* _Task to complete_: Each line in the records that mentions the word "ControlFlow" needs to be listed.
*** Input ***
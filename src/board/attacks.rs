/*
 * This Source Code Form is subject to the terms of the Mozilla Public
 * License, v. 2.0. If a copy of the MPL was not distributed with this
 * file, You can obtain one at https://mozilla.org/MPL/2.0/.
 */

use super::{Bitboard, Color, Piece, PieceKind, Square};

const KNIGHT_DELTAS: [(i8, i8); 8] = [
    (1, 2),
    (2, 1),
    (2, -1),
    (1, -2),
    (-1, -2),
    (-2, -1),
    (-2, 1),
    (-1, 2),
];

const KING_DELTAS: [(i8, i8); 8] = [
    (0, 1),
    (1, 1),
    (1, 0),
    (1, -1),
    (0, -1),
    (-1, -1),
    (-1, 0),
    (-1, 1),
];

const BISHOP_DIRECTIONS: [(i8, i8); 4] = [(1, 1), (1, -1), (-1, -1), (-1, 1)];
const ROOK_DIRECTIONS: [(i8, i8); 4] = [(0, 1), (1, 0), (0, -1), (-1, 0)];

const KNIGHT_ATTACKS: [Bitboard; Square::COUNT] = leaper_table(&KNIGHT_DELTAS);
const KING_ATTACKS: [Bitboard; Square::COUNT] = leaper_table(&KING_DELTAS);
const PAWN_ATTACKS: [[Bitboard; Square::COUNT]; Color::COUNT] = [
    leaper_table(&[(-1, 1), (1, 1)]),
    leaper_table(&[(-1, -1), (1, -1)]),
];

/// Builds a table of attacks for a piece that jumps by fixed `deltas`.
const fn leaper_table(deltas: &[(i8, i8)]) -> [Bitboard; Square::COUNT] {
    let mut table = [Bitboard::EMPTY; Square::COUNT];

    let mut i = 0;
    while i < Square::COUNT {
        let square = Square::from_index_unchecked(i);
        let mut j = 0;
        while j < deltas.len() {
            if let Some(to) = square.offset(deltas[j].0, deltas[j].1) {
                table[i] = table[i].or(to.bitboard());
            }
            j += 1;
        }
        i += 1;
    }

    table
}

/// Walks each direction from `square` until the edge of the board or the first blocker, inclusive.
fn ray_attacks(square: Square, blockers: Bitboard, directions: &[(i8, i8)]) -> Bitboard {
    let mut attacks = Bitboard::EMPTY;

    for &(df, dr) in directions {
        let mut current = square;
        while let Some(next) = current.offset(df, dr) {
            attacks |= next.bitboard();
            if blockers.contains(next) {
                break;
            }
            current = next;
        }
    }

    attacks
}

/// Squares attacked by a Pawn of `color` on `square`.
///
/// # Example
/// ```
/// # use newt::*;
/// let attacks = pawn_attacks(Square::E4, Color::White);
/// assert!(attacks.contains(Square::D5));
/// assert!(attacks.contains(Square::F5));
/// assert_eq!(attacks.population(), 2);
/// ```
#[inline(always)]
pub const fn pawn_attacks(square: Square, color: Color) -> Bitboard {
    PAWN_ATTACKS[color.index()][square.index()]
}

#[inline(always)]
pub const fn knight_attacks(square: Square) -> Bitboard {
    KNIGHT_ATTACKS[square.index()]
}

#[inline(always)]
pub const fn king_attacks(square: Square) -> Bitboard {
    KING_ATTACKS[square.index()]
}

/// Squares attacked by a Bishop on `square`, given the board's occupancy.
#[inline(always)]
pub fn bishop_attacks(square: Square, blockers: Bitboard) -> Bitboard {
    ray_attacks(square, blockers, &BISHOP_DIRECTIONS)
}

/// Squares attacked by a Rook on `square`, given the board's occupancy.
///
/// # Example
/// ```
/// # use newt::*;
/// let blockers = Square::A4.bitboard();
/// let attacks = rook_attacks(Square::A1, blockers);
/// assert!(attacks.contains(Square::A4));
/// assert!(!attacks.contains(Square::A5));
/// assert!(attacks.contains(Square::H1));
/// ```
#[inline(always)]
pub fn rook_attacks(square: Square, blockers: Bitboard) -> Bitboard {
    ray_attacks(square, blockers, &ROOK_DIRECTIONS)
}

#[inline(always)]
pub fn queen_attacks(square: Square, blockers: Bitboard) -> Bitboard {
    bishop_attacks(square, blockers) | rook_attacks(square, blockers)
}

/// Squares attacked by `piece` standing on `square`.
pub fn attacks_for(piece: Piece, square: Square, blockers: Bitboard) -> Bitboard {
    match piece.kind() {
        PieceKind::Pawn => pawn_attacks(square, piece.color()),
        PieceKind::Knight => knight_attacks(square),
        PieceKind::Bishop => bishop_attacks(square, blockers),
        PieceKind::Rook => rook_attacks(square, blockers),
        PieceKind::Queen => queen_attacks(square, blockers),
        PieceKind::King => king_attacks(square),
    }
}

#[cfg(test)]
mod tests {
    use super::*;

    #[test]
    fn test_leaper_counts() {
        assert_eq!(knight_attacks(Square::A1).population(), 2);
        assert_eq!(knight_attacks(Square::D4).population(), 8);
        assert_eq!(king_attacks(Square::H8).population(), 3);
        assert_eq!(king_attacks(Square::E4).population(), 8);
    }

    #[test]
    fn test_pawn_attacks_on_edges() {
        assert_eq!(pawn_attacks(Square::A2, Color::White), Square::B3.bitboard());
        assert_eq!(pawn_attacks(Square::H7, Color::Black), Square::G6.bitboard());
        assert!(pawn_attacks(Square::E8, Color::White).is_empty());
    }

    #[test]
    fn test_sliders_stop_at_blockers() {
        let blockers = Square::D4.bitboard() | Square::F6.bitboard();
        let attacks = queen_attacks(Square::D1, blockers);
        assert!(attacks.contains(Square::D4));
        assert!(!attacks.contains(Square::D5));

        let attacks = bishop_attacks(Square::C3, blockers);
        assert!(attacks.contains(Square::D4));
        assert!(!attacks.contains(Square::E5));
        assert!(!attacks.contains(Square::F6));
        assert!(attacks.contains(Square::A1));
        assert!(attacks.contains(Square::A5));

        let attacks = bishop_attacks(Square::D4, blockers);
        assert!(attacks.contains(Square::F6));
        assert!(!attacks.contains(Square::G7));
    }
}
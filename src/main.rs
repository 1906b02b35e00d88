/*
 * This Source Code Form is subject to the terms of the Mozilla Public
 * License, v. 2.0. If a copy of the MPL was not distributed with this
 * file, You can obtain one at https://mozilla.org/MPL/2.0/.
 */

use std::ops::ControlFlow;

use clap::{error::ErrorKind, Parser};
use newt::{Engine, EngineCommand};

fn main() {
    let mut engine = Engine::new();

    // Skip the executable name
    let args = std::env::args().skip(1).collect::<Vec<_>>();

    // Greedily parse the longest prefix of the remaining arguments that forms a command
    let mut arg_idx = args.len();
    let mut parsed_idx = 0;
    while parsed_idx < arg_idx {
        let slice = &args[parsed_idx..arg_idx];

        match EngineCommand::try_parse_from(slice) {
            Ok(cmd) => {
                match engine.execute(cmd) {
                    Ok(ControlFlow::Break(())) => return,
                    Ok(ControlFlow::Continue(())) => {}
                    Err(e) => eprintln!("Error: {e:#}"),
                }
                parsed_idx = arg_idx;
                arg_idx = args.len();
            }

            // Edge case: `--help` and `--version` are both "error" cases according to Clap
            Err(e)
                if matches!(e.kind(), ErrorKind::DisplayHelp)
                    || matches!(e.kind(), ErrorKind::DisplayVersion) =>
            {
                println!("{e}");
                parsed_idx = arg_idx;
                arg_idx = args.len();
            }

            Err(e) => {
                // Nothing starting here parses; skip the offending argument
                if arg_idx == parsed_idx + 1 {
                    eprintln!("ERROR on input {slice:?}:\n{e}");
                    parsed_idx += 1;
                    arg_idx = args.len();
                } else {
                    arg_idx -= 1;
                }
            }
        }
    }

    if let Err(e) = engine.run() {
        eprintln!("{} encountered an error: {e}", env!("CARGO_PKG_NAME"));
    }
}
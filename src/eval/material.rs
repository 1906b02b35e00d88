/*
 * This Source Code Form is subject to the terms of the Mozilla Public
 * License, v. 2.0. If a copy of the MPL was not distributed with this
 * file, You can obtain one at https://mozilla.org/MPL/2.0/.
 */

use super::{material_of, Evaluator};
use crate::{Color, Game, Noise, PieceKind};

/// Values of each [`PieceKind`], in pawn tenths.
pub const MATERIAL_VALUES: [f64; PieceKind::COUNT] = [10.0, 30.0, 35.0, 55.0, 100.0, 0.0];

/// Scores a position by the difference in material alone.
///
/// # Example
/// ```
/// # use newt::*;
/// // White is up a Knight
/// let game: Game = "4k3/8/8/8/8/8/8/1N2K3 w - - 0 1".parse().unwrap();
/// let score = MaterialEvaluator.evaluate(&game, Color::White, &mut Noise::silent());
/// assert_eq!(score, 30.0);
/// ```
#[derive(Clone, Copy, Debug, Default)]
pub struct MaterialEvaluator;

impl Evaluator for MaterialEvaluator {
    fn name(&self) -> &'static str {
        "Material"
    }

    #[inline(always)]
    fn evaluate(&self, game: &Game, color: Color, _noise: &mut Noise) -> f64 {
        material_of(game, color, &MATERIAL_VALUES) - material_of(game, !color, &MATERIAL_VALUES)
    }
}

#[cfg(test)]
mod tests {
    use super::*;

    #[test]
    fn test_material_is_symmetric() {
        let game = Game::from_fen("r3k3/8/8/8/8/8/8/1B2K3 w - - 0 1").unwrap();
        let mut noise = Noise::silent();
        let white = MaterialEvaluator.evaluate(&game, Color::White, &mut noise);
        let black = MaterialEvaluator.evaluate(&game, Color::Black, &mut noise);
        assert_eq!(white, -20.0);
        assert_eq!(black, 20.0);
    }

    #[test]
    fn test_startpos_is_even() {
        let score = MaterialEvaluator.evaluate(&Game::default(), Color::Black, &mut Noise::silent());
        assert_eq!(score, 0.0);
    }
}
/*
 * This Source Code Form is subject to the terms of the Mozilla Public
 * License, v. 2.0. If a copy of the MPL was not distributed with this
 * file, You can obtain one at https://mozilla.org/MPL/2.0/.
 */

/// FEN string for the starting position of chess.
pub const FEN_STARTPOS: &str = "rnbqkbnr/pppppppp/8/8/8/8/PPPPPPPP/RNBQKBNR w KQkq - 0 1";

/// A popular FEN string for debugging move generation.
pub const FEN_KIWIPETE: &str =
    "r3k2r/p1ppqpb1/bn2pnp1/3PN3/1p2P3/2N2Q1p/PPPBBPPP/R3K2R w KQkq - 0 1";

/// Positions searched by the `bench` command.
pub const BENCHMARK_FENS: [&str; 8] = [
    FEN_STARTPOS,
    FEN_KIWIPETE,
    "8/2p5/3p4/KP5r/1R3p1k/8/4P1P1/8 w - - 0 1",
    "r3k2r/Pppp1ppp/1b3nbN/nP6/BBP1P3/q4N2/Pp1P2PP/R2Q1RK1 w kq - 0 1",
    "rnbq1k1r/pp1Pbppp/2p5/8/2B5/8/PPP1NnPP/RNBQK2R w KQ - 1 8",
    "r4rk1/1pp1qppp/p1np1n2/2b1p1B1/2B1P1b1/P1NP1N2/1PP1QPPP/R4RK1 w - - 0 10",
    "6k1/5ppp/8/8/8/8/5PPP/3R2K1 w - - 0 1",
    "8/8/8/4k3/8/8/3QK3/8 w - - 0 1",
];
*** End of Input ***
* _Your response_:
use std::ops::ControlFlow;
                    Ok(ControlFlow::Break(())) => return,
                    Ok(ControlFlow::Continue(())) => {}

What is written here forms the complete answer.